Non ci sto più. Basta a giocare con la memoria e i valori di Giulio Regeni

È una grave offesa per i familiari della vittima

La vicenda della vendita delle due fregate italiane all’Egitto è davvero una notizia raccapricciante. 

Il Presidente del Consiglio dei Ministri, se fosse vero che ha acconsentito all’accordo commerciale, si è preso una responsabilità enorme rispetto al Paese. 

Già dallo scorso gennaio si sapeva dell’eventualità che le due fregate Made in Italy, costruite da Fincantieri per la Marina italiana, potessero essere vendute all’Egitto di Ali Sisi, perché rientravano in un affare più grande tra i 9 e 11 miliardi di euro. 

All’epoca il nostro Governo rimandò giustamente la decisione per una questione anche di delicatezza, visto che il 25 gennaio ricadeva l’anniversario della drammatica scomparsa e uccisione di Giulio. 

Purtroppo nonostante nell’ultimo Consiglio dei Ministri si fosse preso tempo sulla delicata decisione, ciò accadeva alcune settimane fa, il 7 giugno tra i Presidenti Conte e Ali Sisi c’è stato un contatto telefonico dove i due sembra abbiano chiuso il vecchio accordo commerciale. 

Non ci sono parole che giustificano una tale sfrontatezza.
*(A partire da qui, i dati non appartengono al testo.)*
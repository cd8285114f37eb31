//! Record service for JSON object records

use std::cmp::Ordering;
use std::collections::HashSet;

use serde_json::Value;

use crate::domain::record::{AttributeValue, RecordId, RecordService};
use crate::domain::DomainError;

/// Reads attributes of `serde_json::Value` objects by field name
///
/// When a set of attributes is declared, asking for any other attribute is
/// an error instead of a silent miss.
#[derive(Debug, Clone)]
pub struct JsonRecordService {
    id_field: String,
    alias_field: String,
    sort_field: Option<String>,
    attributes: Option<HashSet<String>>,
}

impl JsonRecordService {
    pub fn new(id_field: impl Into<String>) -> Self {
        Self {
            id_field: id_field.into(),
            alias_field: "alias".to_string(),
            sort_field: None,
            attributes: None,
        }
    }

    pub fn with_alias_field(mut self, field: impl Into<String>) -> Self {
        self.alias_field = field.into();
        self
    }

    pub fn with_sort_field(mut self, field: impl Into<String>) -> Self {
        self.sort_field = Some(field.into());
        self
    }

    /// Declares the only attributes records may be asked for
    pub fn with_attributes<I, S>(mut self, attributes: I) -> Self
    where
        I: IntoIterator<Item = S>,
        S: Into<String>,
    {
        self.attributes = Some(attributes.into_iter().map(Into::into).collect());
        self
    }

    fn field(record: &Value, name: &str) -> Option<AttributeValue> {
        record.get(name).and_then(AttributeValue::from_json)
    }

    fn compare(a: Option<AttributeValue>, b: Option<AttributeValue>) -> Ordering {
        match (a, b) {
            (Some(AttributeValue::Integer(x)), Some(AttributeValue::Integer(y))) => x.cmp(&y),
            (Some(AttributeValue::Float(x)), Some(AttributeValue::Float(y))) => {
                x.partial_cmp(&y).unwrap_or(Ordering::Equal)
            }
            (Some(AttributeValue::Integer(x)), Some(AttributeValue::Float(y))) => {
                (x as f64).partial_cmp(&y).unwrap_or(Ordering::Equal)
            }
            (Some(AttributeValue::Float(x)), Some(AttributeValue::Integer(y))) => {
                x.partial_cmp(&(y as f64)).unwrap_or(Ordering::Equal)
            }
            (Some(x), Some(y)) => x.as_text().cmp(&y.as_text()),
            (Some(_), None) => Ordering::Less,
            (None, Some(_)) => Ordering::Greater,
            (None, None) => Ordering::Equal,
        }
    }
}

impl RecordService<Value> for JsonRecordService {
    fn attribute(&self, record: &Value, name: &str) -> Result<Option<AttributeValue>, DomainError> {
        if let Some(attributes) = &self.attributes {
            if !attributes.contains(name) {
                return Err(DomainError::attribute(format!("Unknown attribute '{}'", name)));
            }
        }

        Ok(Self::field(record, name))
    }

    fn primary_key(&self, record: &Value) -> Result<RecordId, DomainError> {
        Self::field(record, &self.id_field)
            .as_ref()
            .and_then(RecordId::from_attribute)
            .ok_or_else(|| {
                DomainError::attribute(format!(
                    "Record has no usable primary key in field '{}'",
                    self.id_field
                ))
            })
    }

    fn alias_attribute(&self) -> &str {
        &self.alias_field
    }

    fn sort(&self, records: &mut Vec<Value>) {
        if let Some(field) = &self.sort_field {
            records.sort_by(|a, b| Self::compare(Self::field(a, field), Self::field(b, field)));
        }
    }
}
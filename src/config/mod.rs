//! Application configuration

mod app_config;

pub use app_config::{AppConfig, CacheSettings, LogFormat, LoggingConfig, ScopeSettings};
Infatti, si tratta di un vero tradimento ai danni dei familiari del giovane ricercatore e di tutti gli italiani che seguono la vicenda con particolare emozione e affetto. 

D’altronde, ancora più grave di tutto ciò è anche l’incapacità, che è stata registrata in tutti questi anni, di portare avanti come Paese un’azione politico – diplomatica per addivenire alla verità sul l’assassinio di Giulio Regeni.
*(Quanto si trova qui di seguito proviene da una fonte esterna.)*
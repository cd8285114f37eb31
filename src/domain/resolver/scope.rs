//! Per-scope cache configuration

use crate::domain::cache::{CacheKeyBuilder, CacheParams};

/// Cache behaviour of one resolver scope
#[derive(Debug, Clone, PartialEq)]
pub struct ScopeConfig {
    /// Key namespace prefix, e.g. `shop:`
    pub namespace: String,
    /// Store prefix, e.g. `products`
    pub store: String,
    /// Whether lookups consult the cache at all
    pub cache_enabled: bool,
    /// Whether results may be written to the cache
    ///
    /// For the keyed resolver an eligible, populated scope is authoritative:
    /// a miss there means the record does not exist.
    pub cache_eligible: bool,
    /// Highest page number written to the cache
    pub max_cached_page: u32,
    pub page_size: u32,
    pub read_params: CacheParams,
    pub write_params: CacheParams,
}

impl Default for ScopeConfig {
    fn default() -> Self {
        Self {
            namespace: "lookup:".to_string(),
            store: "records".to_string(),
            cache_enabled: true,
            cache_eligible: true,
            max_cached_page: 5,
            page_size: 20,
            read_params: CacheParams::default(),
            write_params: CacheParams::default(),
        }
    }
}

impl ScopeConfig {
    pub fn new(namespace: impl Into<String>, store: impl Into<String>) -> Self {
        Self {
            namespace: namespace.into(),
            store: store.into(),
            ..Default::default()
        }
    }

    pub fn with_cache_enabled(mut self, enabled: bool) -> Self {
        self.cache_enabled = enabled;
        self
    }

    pub fn with_cache_eligible(mut self, eligible: bool) -> Self {
        self.cache_eligible = eligible;
        self
    }

    pub fn with_max_cached_page(mut self, page: u32) -> Self {
        self.max_cached_page = page;
        self
    }

    pub fn with_page_size(mut self, size: u32) -> Self {
        self.page_size = size;
        self
    }

    pub fn with_read_params(mut self, params: CacheParams) -> Self {
        self.read_params = params;
        self
    }

    pub fn with_write_params(mut self, params: CacheParams) -> Self {
        self.write_params = params;
        self
    }

    pub fn key_builder(&self) -> CacheKeyBuilder {
        CacheKeyBuilder::new(&self.namespace, &self.store)
    }

    /// Whether a page may be written to the cache
    pub fn is_page_cacheable(&self, page: u32) -> bool {
        self.cache_eligible && page <= self.max_cached_page
    }
}
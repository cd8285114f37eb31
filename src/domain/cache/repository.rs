//! Cache store trait definition

use std::fmt::Debug;

use async_trait::async_trait;
use serde::{de::DeserializeOwned, Serialize};

use crate::domain::DomainError;

use super::params::CacheParams;

/// Key-value cache store
///
/// This trait uses JSON strings internally to be dyn-compatible.
/// Use the helper methods for typed get/set operations.
///
/// Reads and writes carry the scope's parameter bag as configured. Stores
/// apply its TTL and act on the hints they understand.
#[async_trait]
pub trait Cache: Send + Sync + Debug {
    /// Gets a raw JSON value from the cache
    async fn get_raw(
        &self,
        key: &str,
        params: &CacheParams,
    ) -> Result<Option<String>, DomainError>;

    /// Sets a raw JSON value for `params.ttl`, replacing any previous value
    async fn set_raw(
        &self,
        key: &str,
        value: &str,
        params: &CacheParams,
    ) -> Result<(), DomainError>;

    /// Checks if a key exists in the cache
    async fn exists(&self, key: &str) -> Result<bool, DomainError> {
        Ok(self.get_raw(key, &CacheParams::default()).await?.is_some())
    }
}

/// Extension trait providing typed get/set operations
pub trait CacheExt: Cache {
    /// Gets a typed value from the cache
    fn get<'a, V>(
        &'a self,
        key: &'a str,
        params: &'a CacheParams,
    ) -> impl std::future::Future<Output = Result<Option<V>, DomainError>> + Send
    where
        V: DeserializeOwned + Send,
    {
        async move {
            match self.get_raw(key, params).await? {
                Some(data) => {
                    let value: V = serde_json::from_str(&data).map_err(|e| {
                        DomainError::cache(format!("Failed to deserialize cache value: {}", e))
                    })?;
                    Ok(Some(value))
                }
                None => Ok(None),
            }
        }
    }

    /// Sets a typed value in the cache
    fn set<'a, V>(
        &'a self,
        key: &'a str,
        value: &'a V,
        params: &'a CacheParams,
    ) -> impl std::future::Future<Output = Result<(), DomainError>> + Send
    where
        V: Serialize + Send + Sync,
    {
        async move {
            let data = serde_json::to_string(value).map_err(|e| {
                DomainError::cache(format!("Failed to serialize cache value: {}", e))
            })?;
            self.set_raw(key, &data, params).await
        }
    }

    /// Gets multiple values at once, in key order
    fn get_many<'a, V>(
        &'a self,
        keys: &'a [String],
        params: &'a CacheParams,
    ) -> impl std::future::Future<Output = Result<Vec<Option<V>>, DomainError>> + Send
    where
        V: DeserializeOwned + Send,
    {
        async move {
            let mut results = Vec::with_capacity(keys.len());

            for key in keys {
                results.push(self.get(key, params).await?);
            }

            Ok(results)
        }
    }
}

impl<T: Cache + ?Sized> CacheExt for T {}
Insomma, è riprovevole sotto un profilo morale l’inerzia del nostro Paese e per giunta subire un regime, quello egiziano,  al quale la Procura romana assegna in modo specifico delle forti responsabilità nell’omicidio di Giulio. 
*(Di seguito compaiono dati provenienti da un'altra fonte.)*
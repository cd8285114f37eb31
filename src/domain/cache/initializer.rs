//! Storage-initialization signal

use std::fmt::Debug;

use async_trait::async_trait;

#[cfg(test)]
use mockall::automock;

use crate::domain::DomainError;

use super::key::CacheKeyBuilder;

/// Requests that an empty cache scope be (re)populated
///
/// Implementations may populate inline before returning or hand the work
/// to a background worker. Callers only rely on the call returning
/// promptly; the boolean reports whether the request was accepted.
#[cfg_attr(test, automock)]
#[async_trait]
pub trait StorageInitializer: Send + Sync + Debug {
    async fn request_initialization(&self, scope: &CacheKeyBuilder) -> Result<bool, DomainError>;
}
Dispiace costatarlo, ma i vari Governi che si sono succeduti, da quel tragico 25 gennaio 2016, non sono stati capaci di mettere al muro con i fatti il Governo egiziano. 

È una grave offesa non solo per i familiari della vittima, ma principalmente è diventata una questione di etica pubblica, dove il nostro Paese mostra tutt’ora, contrariamente a ciò che si racconta, un complesso di inferiorità.